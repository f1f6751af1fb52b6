#![forbid(unsafe_code)]

pub mod coercion;
pub mod config;
pub mod datamodel;
pub mod http;
pub mod importers;
pub mod infer;
pub mod pipeline;
pub mod storage;
pub mod wizard;

#[cfg(any(test, feature = "test-utils"))]
pub mod test_utils;
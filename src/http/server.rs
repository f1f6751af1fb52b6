use super::app_error::AppError;
use super::folders::{get_folder, list_collection_folders};
use super::health::{liveness, readiness};
use super::state::HttpServerState;
use super::upload::{analyze_upload, import_upload};
use crate::config;
use anyhow::Result;
use axum::Json;
use axum::Router;
use axum::extract::DefaultBodyLimit;
use axum::extract::State;
use axum::http::header;
use axum::routing::{get, post};
use std::net::SocketAddr;
use std::sync::Arc;
use std::time::Duration;
use tower::ServiceBuilder;
use tower_http::trace;
use tower_http::{ServiceBuilderExt, timeout::TimeoutLayer, trace::TraceLayer};
use tracing::Level;
use utoipa::OpenApi;
use utoipa_scalar::{Scalar, Servable as ScalarServable};

#[derive(OpenApi)]
#[openapi(
    tags(
        (name = "AgroData", description = "AgroData API"),
        (name = "Upload", description = "Spreadsheet analysis and import"),
        (name = "Folders", description = "Imported folders"),
        (name = "Health", description = "Health checks"),
    ),
    paths(
        frontpage,
        super::health::liveness,
        super::health::readiness,
        super::upload::analyze_upload,
        super::upload::import_upload,
        super::folders::get_folder,
        super::folders::list_collection_folders,
    ),
)]
struct ApiDoc;

/// Routes of the application, without the outer middleware.
///
/// Shared by the server and the tests.
pub fn build_app_routes(state: HttpServerState, max_body_layer: DefaultBodyLimit) -> Router {
    Router::new()
        .route("/", get(frontpage))
        .merge(Scalar::with_url("/docs", ApiDoc::openapi()))
        .route("/health/live", get(liveness))
        .route("/health/ready", get(readiness))
        // Upload wizard
        .route(
            "/api/upload/analyze",
            post(analyze_upload).layer(max_body_layer.clone()),
        )
        .route(
            "/api/upload/import",
            post(import_upload).layer(max_body_layer),
        )
        // Folders
        .route("/api/folders/{folder_id}", get(get_folder))
        .route(
            "/api/collections/{collection_id}/folders",
            get(list_collection_folders),
        )
        .with_state(state)
}

pub async fn run_http_server(state: HttpServerState, address: SocketAddr) -> Result<()> {
    let config = config::get()?;
    let max_body_layer = DefaultBodyLimit::max(config.parse_http_body_limit()?);
    let timeout_seconds = config.http_server_timeout_seconds;

    // List of headers that shouldn't be logged
    let sensitive_headers: Arc<[_]> = vec![header::AUTHORIZATION, header::COOKIE].into();

    // Middleware creation
    let middleware = ServiceBuilder::new()
        .sensitive_request_headers(sensitive_headers.clone())
        .layer(
            TraceLayer::new_for_http()
                .make_span_with(trace::DefaultMakeSpan::new().level(Level::INFO))
                .on_response(trace::DefaultOnResponse::new().level(Level::INFO)),
        )
        .sensitive_response_headers(sensitive_headers)
        .layer(TimeoutLayer::new(Duration::from_secs(timeout_seconds)))
        .compression()
        .into_inner();

    let app = build_app_routes(state, max_body_layer).layer(middleware);

    let listener = tokio::net::TcpListener::bind(address).await?;
    tracing::info!("AgroData listening on http://{}", address);
    axum::serve(listener, app)
        .with_graceful_shutdown(shutdown_signal())
        .await?;

    Ok(())
}

async fn shutdown_signal() {
    // Wait for the CTRL+C signal
    if let Err(error) = tokio::signal::ctrl_c().await {
        tracing::error!("Failed to install the CTRL+C signal handler: {}", error);
        std::future::pending::<()>().await;
    }
}

#[utoipa::path(
    get,
    path = "/",
    tag = "AgroData",
    responses(
        (status = 200, description = "AgroData Frontpage", body = String)
    )
)]
async fn frontpage(State(state): State<HttpServerState>) -> Result<Json<String>, AppError> {
    let name: String = (*state.name).clone();
    Ok(Json(name))
}
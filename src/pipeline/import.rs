use super::{
    UploadError, UploadLimits,
    validate::{validate_schema, validate_upload},
};
use crate::{
    coercion::coerce_rows,
    datamodel::{ColumnSchema, FolderStatus, NewFolder, batch::into_batches},
    importers::parse_file,
    storage::StorageInstance,
};
use serde::Serialize;
use tracing::{debug, info, instrument, warn};
use utoipa::ToSchema;
use uuid::Uuid;

/// A confirmed import: the file again, the reviewed schema and where to put it.
#[derive(Debug, Clone)]
pub struct ImportRequest {
    pub file_name: String,
    pub file_bytes: Vec<u8>,
    pub collection_id: Uuid,
    pub schema: Vec<ColumnSchema>,
    pub folder_name: Option<String>,
}

#[derive(Debug, Clone, PartialEq, Serialize, ToSchema)]
pub struct ImportOutcome {
    pub folder_id: Uuid,
    pub folder_name: String,
    pub records_imported: usize,
}

/// Label of the destination folder: the requested name, or the file name
/// without its extension.
pub fn folder_label(folder_name: Option<&str>, file_name: &str) -> String {
    if let Some(name) = folder_name.map(str::trim).filter(|name| !name.is_empty()) {
        return name.to_string();
    }
    match file_name.rsplit_once('.') {
        Some((stem, _)) if !stem.trim().is_empty() => stem.to_string(),
        _ => file_name.to_string(),
    }
}

/// Imports a file into a new folder of a collection.
///
/// The file is parsed again from scratch and the schema is checked against
/// its headers. Records are written in batches, each batch atomically. When
/// a batch fails the folder is marked `error` and the import stops, the
/// batches written before it stay in place.
#[instrument(
    skip(request, storage, limits),
    fields(file_name = %request.file_name, collection_id = %request.collection_id)
)]
pub async fn import_file(
    request: ImportRequest,
    storage: &dyn StorageInstance,
    limits: &UploadLimits,
) -> Result<ImportOutcome, UploadError> {
    let file_size = request.file_bytes.len() as u64;
    validate_upload(&request.file_name, file_size, limits.max_file_size)?;

    let table = parse_file(&request.file_name, &request.file_bytes).await?;
    validate_schema(&request.schema, &table.headers)?;
    let records = coerce_rows(&table.rows, &request.schema);

    let folder_name = folder_label(request.folder_name.as_deref(), &request.file_name);
    let folder = storage
        .create_folder(NewFolder {
            collection_id: request.collection_id,
            name: folder_name.clone(),
            file_name: request.file_name.clone(),
            file_size,
            schema: request.schema,
        })
        .await
        .map_err(UploadError::Storage)?;
    info!(folder_id = %folder.id, records = records.len(), "Importing records");

    let mut records_inserted = 0;
    for (batch_index, batch) in into_batches(folder.id, records, limits.batch_size)
        .into_iter()
        .enumerate()
    {
        if let Err(source) = storage.insert_batch(&batch).await {
            warn!(
                folder_id = %folder.id,
                batch_index,
                records_inserted,
                "Batch insert failed: {:#}",
                source
            );
            mark_folder_failed(storage, folder.id, records_inserted).await;
            return Err(UploadError::BatchInsert {
                folder_id: folder.id,
                batch_index,
                records_inserted,
                source,
            });
        }
        records_inserted += batch.len();
        debug!(batch_index, records_inserted, "Batch inserted");
    }

    if let Err(source) = storage
        .update_folder_status(
            folder.id,
            FolderStatus::Active,
            Some(records_inserted as u64),
        )
        .await
    {
        warn!(folder_id = %folder.id, "Failed to activate folder: {:#}", source);
        mark_folder_failed(storage, folder.id, records_inserted).await;
        return Err(UploadError::Storage(source));
    }
    info!(folder_id = %folder.id, records_inserted, "Import complete");

    Ok(ImportOutcome {
        folder_id: folder.id,
        folder_name,
        records_imported: records_inserted,
    })
}

/// Leaves the folder visibly in error with the records already committed.
async fn mark_folder_failed(
    storage: &dyn StorageInstance,
    folder_id: Uuid,
    records_inserted: usize,
) {
    if let Err(status_error) = storage
        .update_folder_status(
            folder_id,
            FolderStatus::Error,
            Some(records_inserted as u64),
        )
        .await
    {
        warn!(%folder_id, "Failed to mark folder as error: {:#}", status_error);
    }
}

#[cfg(test)]
mod tests {
    use super::*;

    #[test]
    fn test_folder_label() {
        assert_eq!(folder_label(Some("Safra 2025"), "a.csv"), "Safra 2025");
        assert_eq!(folder_label(Some("  "), "colheita.xlsx"), "colheita");
        assert_eq!(folder_label(None, "safra.2025.csv"), "safra.2025");
        assert_eq!(folder_label(None, ".csv"), ".csv");
        assert_eq!(folder_label(None, "csv"), "csv");
    }
}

━━━━━━━━━━━━━━━━━━━━━━━━━━━━━━

# How to complete this task:
Pick every line of the data that includes the string "Scalar".

# Task response:
use utoipa_scalar::{Scalar, Servable as ScalarServable};
        .merge(Scalar::with_url("/docs", ApiDoc::openapi()))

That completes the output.